Thank God! It isn't only me.....& the rest of you guys on the forum! I almost feel guilty getting excited for Halloween when the kids haven't even had their summer break yet! The one great thing about spring/summer.....GARAGE SALES!!!! Today I picked up (2) brass wall candle scounces, a HUGE witch's broom, another storage cabinet for the garage, 36' of green rope light and a box of old man ties which will work perfect with the old mans suits I found last week at Goodwill....all this for under $20!!! 
IT'S LIKE CHRISTMAS EVERY GARAGE SALE WEEKEND!!!!!! Yeah!!!!


----------



## Bone Dancer (Oct 7, 2005)

The count down begins the day after Halloween. Really sometimes I wonder if there is a count down at all, but just a pause to complete the set up, look at it and then start making plans for the next time. Maybe going to the day after Halloween sales is the begining. How many days go by that in your daily activities that you don't see something and say to yourself "I could use that to make....."


----------



## slightlymad (May 25, 2006)

Not a single but it is usually quickly followed by "not another thing untill everything is completed"


----------



## TwistedDementia (May 2, 2007)

I've actually been counting down since last Halloween. Prop's take ma a while but I have a lot of time.
Being disabled has it's good and bad point's.


----------



## turtle2778 (Jul 9, 2006)

This year was really the first time that the countdown started the day after. Ive had such a fun time this year making things, learning new techniques, and seeing new things the people on this forum do. I just need to finish SOMETHING..LOL


----------



## Haunted Bayou (Feb 16, 2007)

I look forward during every year but it really hits when the weather takes a turn.


----------



## slightlymad (May 25, 2006)

Four months left and already five months behind.


----------



## Lagrousome (Apr 12, 2007)

Ahhhh, the smell of burning leaves always puts me in the mood......even if its May!


----------



## Spooklights (Jul 4, 2006)

I'm with ya on that! I always loved the smell of burning leaves. Autumn can't get here quick enough for me. And thanks for the heads up on the Lemax; it's one thing I alway go look for!


----------



## Lilly (Jun 13, 2006)

169 days or 24 weekends it has been going by fast...
the further ahead I get the behinder I am it seems..
Glad I am not making alot this yr I wouldn't finish. 
Also I will be doing the after sales instead of before this yr too.


----------



## turtle2778 (Jul 9, 2006)

Slightly i feel the same way. Im gunna be a bear to live with come end of July beginning August.


----------



## Daddy's Little Corpse (Sep 7, 2006)

I subconsciously start thinking Halloween around this time, but really I'm sick and twisted all year round. My Xmas, Easter and V.Day gifts to friends this year proved it, but I guess that could all be tied to a jones for _the_ day.
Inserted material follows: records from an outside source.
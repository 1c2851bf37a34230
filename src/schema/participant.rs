//! Participant payload
//!
//! One competitor entry within a session, identified by car number.

use serde::{Deserialize, Serialize};

use super::nullable;
use crate::types::ParticipantFlags;

#[derive(Default, Debug, Clone, Serialize, Deserialize, PartialEq)]
#[serde(rename_all = "camelCase")]
#[serde(default)]
pub struct Participant {
    pub id: Option<String>,
    /// Car number as printed on the car
    #[serde(deserialize_with = "nullable")]
    pub number: String,
    /// 1-based overall position
    pub position: Option<u32>,
    pub position_in_category: Option<u32>,
    pub is_out: Option<bool>,
    pub has_seen_checkered_flag: Option<bool>,
    pub complete_laps_count: Option<u32>,
    pub pit_stop_count: Option<u32>,
    #[serde(rename = "bestTopSpeedKMH")]
    pub best_top_speed_kmh: Option<f64>,
    pub last_lap: Option<Lap>,
    pub best_lap: Option<Lap>,
    #[serde(deserialize_with = "nullable")]
    pub last_completed_sectors: Vec<SectorTime>,
    pub previous_participant_gap: Option<ParticipantGap>,
    pub driver: Option<Driver>,
    pub team: Option<Team>,
    pub category: Option<Category>,
    pub tires: Option<Tires>,
}

/// A timed lap.
#[derive(Default, Debug, Clone, Serialize, Deserialize, PartialEq)]
#[serde(rename_all = "camelCase")]
#[serde(default)]
pub struct Lap {
    pub time_milliseconds: Option<i64>,
    /// Lap quality marker (personal best, overall best, ...)
    pub state: Option<String>,
}

#[derive(Default, Debug, Clone, Serialize, Deserialize, PartialEq)]
#[serde(rename_all = "camelCase")]
#[serde(default)]
pub struct SectorTime {
    pub lap_time: Option<i64>,
    pub state: Option<String>,
}

/// Gap to the car ahead as computed by the timing service.
#[derive(Default, Debug, Clone, Serialize, Deserialize, PartialEq)]
#[serde(rename_all = "camelCase")]
#[serde(default)]
pub struct ParticipantGap {
    #[serde(rename = "type")]
    pub kind: Option<String>,
    pub lap_difference: Option<i64>,
    pub time_milliseconds: Option<i64>,
}

#[derive(Default, Debug, Clone, Serialize, Deserialize, PartialEq)]
#[serde(rename_all = "camelCase")]
#[serde(default)]
pub struct Driver {
    pub first_name: Option<String>,
    pub last_name: Option<String>,
    pub country: Option<Country>,
}

#[derive(Default, Debug, Clone, Serialize, Deserialize, PartialEq)]
#[serde(rename_all = "camelCase")]
#[serde(default)]
pub struct Country {
    pub iso_code2: Option<String>,
    pub name: Option<String>,
}

#[derive(Default, Debug, Clone, Serialize, Deserialize, PartialEq)]
#[serde(default)]
pub struct Team {
    pub id: Option<String>,
    pub name: Option<String>,
}

/// Class the car competes in; `color` is a CSS colour string.
#[derive(Default, Debug, Clone, Serialize, Deserialize, PartialEq)]
#[serde(default)]
pub struct Category {
    pub id: Option<String>,
    pub color: Option<String>,
}

#[derive(Default, Debug, Clone, Serialize, Deserialize, PartialEq)]
#[serde(default)]
pub struct Tires {
    pub label: Option<String>,
}

impl Participant {
    pub fn flags(&self) -> ParticipantFlags {
        ParticipantFlags {
            seen_checkered_flag: self.has_seen_checkered_flag.unwrap_or(false),
            is_out: self.is_out.unwrap_or(false),
        }
    }

    pub fn last_lap_millis(&self) -> Option<i64> {
        self.last_lap.as_ref().and_then(|lap| lap.time_milliseconds)
    }

    pub fn best_lap_millis(&self) -> Option<i64> {
        self.best_lap.as_ref().and_then(|lap| lap.time_milliseconds)
    }

    /// Driver's display name, `-` standing in for each missing half.
    pub fn driver_name(&self) -> String {
        let driver = self.driver.as_ref();
        let first = driver.and_then(|d| d.first_name.as_deref()).unwrap_or("-");
        let last = driver.and_then(|d| d.last_name.as_deref()).unwrap_or("-");
        format!("{} {}", first, last)
    }

    pub fn team_name(&self) -> Option<&str> {
        self.team.as_ref()?.name.as_deref()
    }

    pub fn country(&self) -> Option<&Country> {
        self.driver.as_ref()?.country.as_ref()
    }

    pub fn category_color(&self) -> Option<&str> {
        self.category.as_ref()?.color.as_deref()
    }
}

#[cfg(test)]
mod tests {
    use super::*;
    use serde_json::json;

    #[test]
    fn decodes_subscription_participant() {
        let participant: Participant = serde_json::from_value(json!({
            "id": "p1",
            "number": "7",
            "position": 2,
            "isOut": false,
            "hasSeenCheckeredFlag": false,
            "completeLapsCount": 31,
            "pitStopCount": 1,
            "bestTopSpeedKMH": 287.4,
            "lastLap": { "timeMilliseconds": 125_004, "state": "NORMAL" },
            "bestLap": { "timeMilliseconds": 123_876, "state": "PERSONAL_BEST" },
            "previousParticipantGap": { "type": "TIME", "lapDifference": 0, "timeMilliseconds": 1_250 },
            "driver": { "firstName": "Ana", "lastName": "Silva", "country": { "isoCode2": "PT" } },
            "team": { "name": "Porto Motorsport" },
            "category": { "id": "c1", "color": "#ff0000" },
            "tires": { "label": "S" },
            "__typename": "SessionParticipant"
        }))
        .unwrap();

        assert_eq!(participant.position, Some(2));
        assert_eq!(participant.best_lap_millis(), Some(123_876));
        assert_eq!(participant.driver_name(), "Ana Silva");
        assert_eq!(participant.team_name(), Some("Porto Motorsport"));
        assert_eq!(participant.category_color(), Some("#ff0000"));
        assert_eq!(participant.best_top_speed_kmh, Some(287.4));
    }

    #[test]
    fn missing_names_use_placeholders() {
        let participant: Participant = serde_json::from_value(json!({
            "number": "12",
            "driver": { "firstName": null, "lastName": "Lee" }
        }))
        .unwrap();
        assert_eq!(participant.driver_name(), "- Lee");
        assert_eq!(Participant::default().driver_name(), "- -");
        assert_eq!(participant.flags(), ParticipantFlags::default());
    }
}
Lucky for me my Party City has a lot of costume stuff left over all year round, but my projects lately are suffering from quite a lack of eye balls and mini-tombstones. I worked through my supply from last year all too quickly.


----------



## slimy (Jul 12, 2006)

I'm still running behind from last year, so........well........

How much time do we have??!?!?!?!?


----------



## Death's Door (Mar 22, 2006)

Now that I'm a Lemax collector (only Halloween), I'm anticipating getting more pieces. I really want the Pirate Ship (Haunted Galleon) and the Isle of Doom Lighthouse from last year's collection and the spider web fence. I looked at some of the new items and I think I'm interested in the Dry Gulch Hotel, Forsaken Souls Prison, and maybe the Vampire Castle. 

I definitely started late last year and missed out on some of the pieces because of funds. Also, the Michaels where I shop must have a lot of collections that go there because most of the pieces were gone by Sept.


----------



## theworstwitch (May 27, 2007)

*Cool Weather*

All it takes for me is one cool day in May and I'm in Halloween mode again! I dread the hot days ahead, but I know it just brings October closer. All the more time to plan ahead!


----------



## Spartan005 (Mar 13, 2007)

Da Weiner said:


> Now that I'm a Lemax collector (only Halloween), I'm anticipating getting more pieces. I really want the Pirate Ship (Haunted Galleon) and the Isle of Doom Lighthouse from last year's collection and the spider web fence. I looked at some of the new items and I think I'm interested in the Dry Gulch Hotel, Forsaken Souls Prison, and maybe the Vampire Castle.
> 
> I definitely started late last year and missed out on some of the pieces because of funds. Also, the Michaels where I shop must have a lot of collections that go there because most of the pieces were gone by Sept.


Last year I got the creepy mine one and the Isle of Doom Lighthouse. The only thing is you have to make sure you get the original lighthouse. I paid $60 for mine but the skull doesn't fog and nothing is animated. Just a heads up = )


----------



## Lady Nyxie (Aug 30, 2006)

Da Weiner... you have to get to Michaels by the end of July beginning of August to ensure the best selection.

I have purchased the complete collection for the past two years. Three years ago, I got a few items. 

This year there is almost $1000.00 worth of new stuff. Yikes. Guess I will have to be a little more selective.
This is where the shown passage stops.